Ever since Chromium moved its browser to basics, Microsoft seems to have gotten bloodshed: it wants to convince Windows users not to choose another browser over Edge accidentally. They do this aggressively at times, so it’s understandable if this knocks out collateral over competitors.
We have previously reported how Microsoft is trying to increase its browser market share. And that wasn’t the first time, and more are likely to come to convince users.
However, some are overwhelmed by this. For example, the first person in the company to develop the free Vivaldi browser, which includes an ad and tracking blocker. Jon von Tetzchner says Microsoft is desperately trying to prevent users from installing a different browser and using it instead of Edge. “Vivaldi isn’t afraid to compete on a level playing field, but why isn’t Microsoft doing it?” The CEO asks in his blog post, then details the Calvary he went through when he tried to download Vivaldi as an alternative browser, supported by screenshots.

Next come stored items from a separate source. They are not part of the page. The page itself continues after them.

impl Config {
    /// Load configuration from `$QUIRE_CONFIG` or the default location, then
    /// apply environment overrides.
    ///
    /// A missing file yields defaults. A malformed or invalid file is an error.
    pub fn load() -> Result<Self> {
        let mut config = Self::load_from(&Self::resolve_path()?)?;
        config.apply_overrides(|key| std::env::var(key).ok());
        config.validate()?;
        Ok(config)
    }

    /// Load from an explicit path without environment overrides.
    pub fn load_from(path: &Path) -> Result<Self> {
        if !path.exists() {
            return Ok(Self::default());
        }
        let content = fs::read_to_string(path)
            .map_err(|e| Error::Config(format!("Failed to read config: {e}")))?;
        toml::from_str(&content).map_err(|e| Error::Config(format!("Failed to parse config: {e}")))
    }

    /// Write the configuration as TOML, creating parent directories.
    pub fn save(&self, path: &Path) -> Result<()> {
        if let Some(parent) = path.parent() {
            fs::create_dir_all(parent)
                .map_err(|e| Error::Config(format!("Failed to create config directory: {e}")))?;
        }
        let content = toml::to_string_pretty(self)
            .map_err(|e| Error::Config(format!("Failed to serialize config: {e}")))?;
        fs::write(path, content)
            .map_err(|e| Error::Config(format!("Failed to write config: {e}")))?;
        Ok(())
    }

    /// Config file in effect: `$QUIRE_CONFIG` when set, else [`Self::default_path`].
    pub fn resolve_path() -> Result<PathBuf> {
        match std::env::var(CONFIG_ENV) {
            Ok(explicit) if !explicit.trim().is_empty() => Ok(PathBuf::from(explicit.trim())),
            _ => Self::default_path(),
        }
    }

    /// Platform default config file path.
    pub fn default_path() -> Result<PathBuf> {
        directories::ProjectDirs::from("dev", "quire", "quire")
            .map(|dirs| dirs.config_dir().join("config.toml"))
            .ok_or_else(|| Error::Config("Failed to determine project directories".into()))
    }

    /// Apply `QUIRE_*` overrides using the given lookup.
    ///
    /// Empty values are ignored.
    pub fn apply_overrides<F>(&mut self, lookup: F)
    where
        F: Fn(&str) -> Option<String>,
    {
        let non_empty = |key: &str| lookup(key).filter(|value| !value.trim().is_empty());

        if let Some(url) = non_empty("QUIRE_API_URL") {
            self.backend.api_url = url;
        }
        if let Some(key) = non_empty("QUIRE_API_KEY") {
            self.backend.api_key = Some(key);
        }
        if let Some(model) = non_empty("QUIRE_MODEL") {
            self.backend.model = model;
        }
        if let Some(dir) = non_empty("QUIRE_DATA_DIR") {
            self.storage.data_dir = Some(PathBuf::from(dir.trim()));
        }
    }

    /// Reject settings the pipeline cannot run with.
    pub fn validate(&self) -> Result<()> {
        if self.retry.max_attempts == 0 {
            return Err(Error::Config("retry.max_attempts must be at least 1".into()));
        }
        if self.retry.call_timeout_secs == 0 {
            return Err(Error::Config("retry.call_timeout_secs must be positive".into()));
        }
        if self.burst.group_size == 0 {
            return Err(Error::Config("burst.group_size must be at least 1".into()));
        }
        if self.document.chapter_count == 0 {
            return Err(Error::Config("document.chapter_count must be at least 1".into()));
        }
        for (name, rule) in [
            ("technical", &self.classifier.technical),
            ("academic", &self.classifier.academic),
            ("lifestyle", &self.classifier.lifestyle),
        ] {
            for pattern in &rule.patterns {
                Regex::new(pattern).map_err(|e| {
                    Error::Config(format!("classifier.{name} pattern {pattern:?} is invalid: {e}"))
                })?;
            }
        }
        Ok(())
    }

    /// Copy with secrets removed, for display.
    #[must_use]
    pub fn redacted(&self) -> Self {
        let mut copy = self.clone();
        if copy.backend.api_key.is_some() {
            copy.backend.api_key = Some("***".to_string());
        }
        copy
    }
}

fn strings(values: &[&str]) -> Vec<String> {
    values.iter().map(|value| (*value).to_string()).collect()
}

#[cfg(test)]
#[allow(clippy::unwrap_used, clippy::panic)]
mod tests {
    use super::*;
    use std::collections::HashMap;
    use tempfile::TempDir;

    #[test]
    fn test_default_config_values() {
        let config = Config::default();
        assert_eq!(config.retry.max_attempts, 4);
        assert_eq!(config.retry.base_delay(), Duration::from_secs(5));
        assert_eq!(config.retry.call_timeout(), Duration::from_secs(120));
        assert_eq!(config.safety.classifier_timeout(), Duration::from_secs(15));
        assert_eq!(config.burst.group_size, 2);
        assert_eq!(config.document.chapter_count, 10);
        assert!(config.validate().is_ok());
    }

    #[test]
    fn test_config_save_and_load_roundtrip() -> Result<()> {
        let temp = TempDir::new()?;
        let path = temp.path().join("nested").join("config.toml");

        let mut config = Config::default();
        config.backend.model = "local-model".into();
        config.burst.inter_burst_delay_ms = 10;
        config.save(&path)?;

        let loaded = Config::load_from(&path)?;
        assert_eq!(loaded, config);
        Ok(())
    }

    #[test]
    fn test_config_load_missing_file_yields_defaults() -> Result<()> {
        let temp = TempDir::new()?;
        let loaded = Config::load_from(&temp.path().join("absent.toml"))?;
        assert_eq!(loaded, Config::default());
        Ok(())
    }

    #[test]
    fn test_partial_file_keeps_other_defaults() -> Result<()> {
        let temp = TempDir::new()?;
        let path = temp.path().join("config.toml");
        fs::write(&path, "[burst]\ngroup_size = 3\n")?;

        let loaded = Config::load_from(&path)?;
        assert_eq!(loaded.burst.group_size, 3);
        assert_eq!(loaded.burst.inter_burst_delay_ms, 3_000);
        assert_eq!(loaded.retry, RetryConfig::default());
        Ok(())
    }

    #[test]
    fn test_config_parse_invalid_toml() {
        let temp = TempDir::new().unwrap();
        let path = temp.path().join("config.toml");
        fs::write(&path, "[burst\ngroup_size = ").unwrap();

        match Config::load_from(&path) {
            Err(Error::Config(msg)) => assert!(msg.contains("Failed to parse config")),
            other => panic!("expected config error, got {other:?}"),
        }
    }

    #[test]
    fn test_apply_overrides_from_lookup() {
        let env: HashMap<&str, &str> = [
            ("QUIRE_API_URL", "http://localhost:9000/v1/chat/completions"),
            ("QUIRE_API_KEY", "secret"),
            ("QUIRE_MODEL", "  "),
            ("QUIRE_DATA_DIR", "/tmp/quire-data"),
        ]
        .into_iter()
        .collect();

        let mut config = Config::default();
        config.apply_overrides(|key| env.get(key).map(|v| (*v).to_string()));

        assert_eq!(
            config.backend.api_url,
            "http://localhost:9000/v1/chat/completions"
        );
        assert_eq!(config.backend.api_key.as_deref(), Some("secret"));
        assert_eq!(config.backend.model, "gpt-4o-mini");
        assert_eq!(
            config.storage.data_dir,
            Some(PathBuf::from("/tmp/quire-data"))
        );
    }

    #[test]
    fn test_validate_rejects_unusable_values() {
        let mut config = Config::default();
        config.retry.max_attempts = 0;
        assert!(matches!(config.validate(), Err(Error::Config(_))));

        let mut config = Config::default();
        config.burst.group_size = 0;
        assert!(matches!(config.validate(), Err(Error::Config(_))));

        let mut config = Config::default();
        config.classifier.academic.patterns.push("(unclosed".into());
        match config.validate() {
            Err(Error::Config(msg)) => assert!(msg.contains("academic")),
            other => panic!("expected config error, got {other:?}"),
        }
    }

    #[test]
    fn test_redacted_hides_api_key() {
        let mut config = Config::default();
        config.backend.api_key = Some("sk-live".into());
        let shown = config.redacted();
        assert_eq!(shown.backend.api_key.as_deref(), Some("***"));
        assert_eq!(config.backend.api_key.as_deref(), Some("sk-live"));
    }
}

“Microsoft’s moves seem desperate. And yet familiar. They don’t want you to use other browsers. They even offer to pay to use the browser through their Microsoft Rewards program. This is not the behavior of a confident company that develops an excellent browser. It belongs to a company that openly abuses its influential position and forces users to use the inferior product simply because it can. What if it’s not a monopoly?” Tetzchner says.
He also adds that the U.S. and EU competition authorities are currently focusing on Google, Apple, and Facebook, for a good reason, of course. However, it is essential not to forget about Microsoft. They are not focused and are trying to take advantage of this opportunity to make it harder for users to use a different browser under Windows. Since Microsoft is the dominant player in the operating system market, it is being abused as a cause for concern – and it deserves close investigation.
For his part, the head of Vivaldi will request an investigation against Microsoft for this anti-competitive practice. The Redmondians have not responded yet.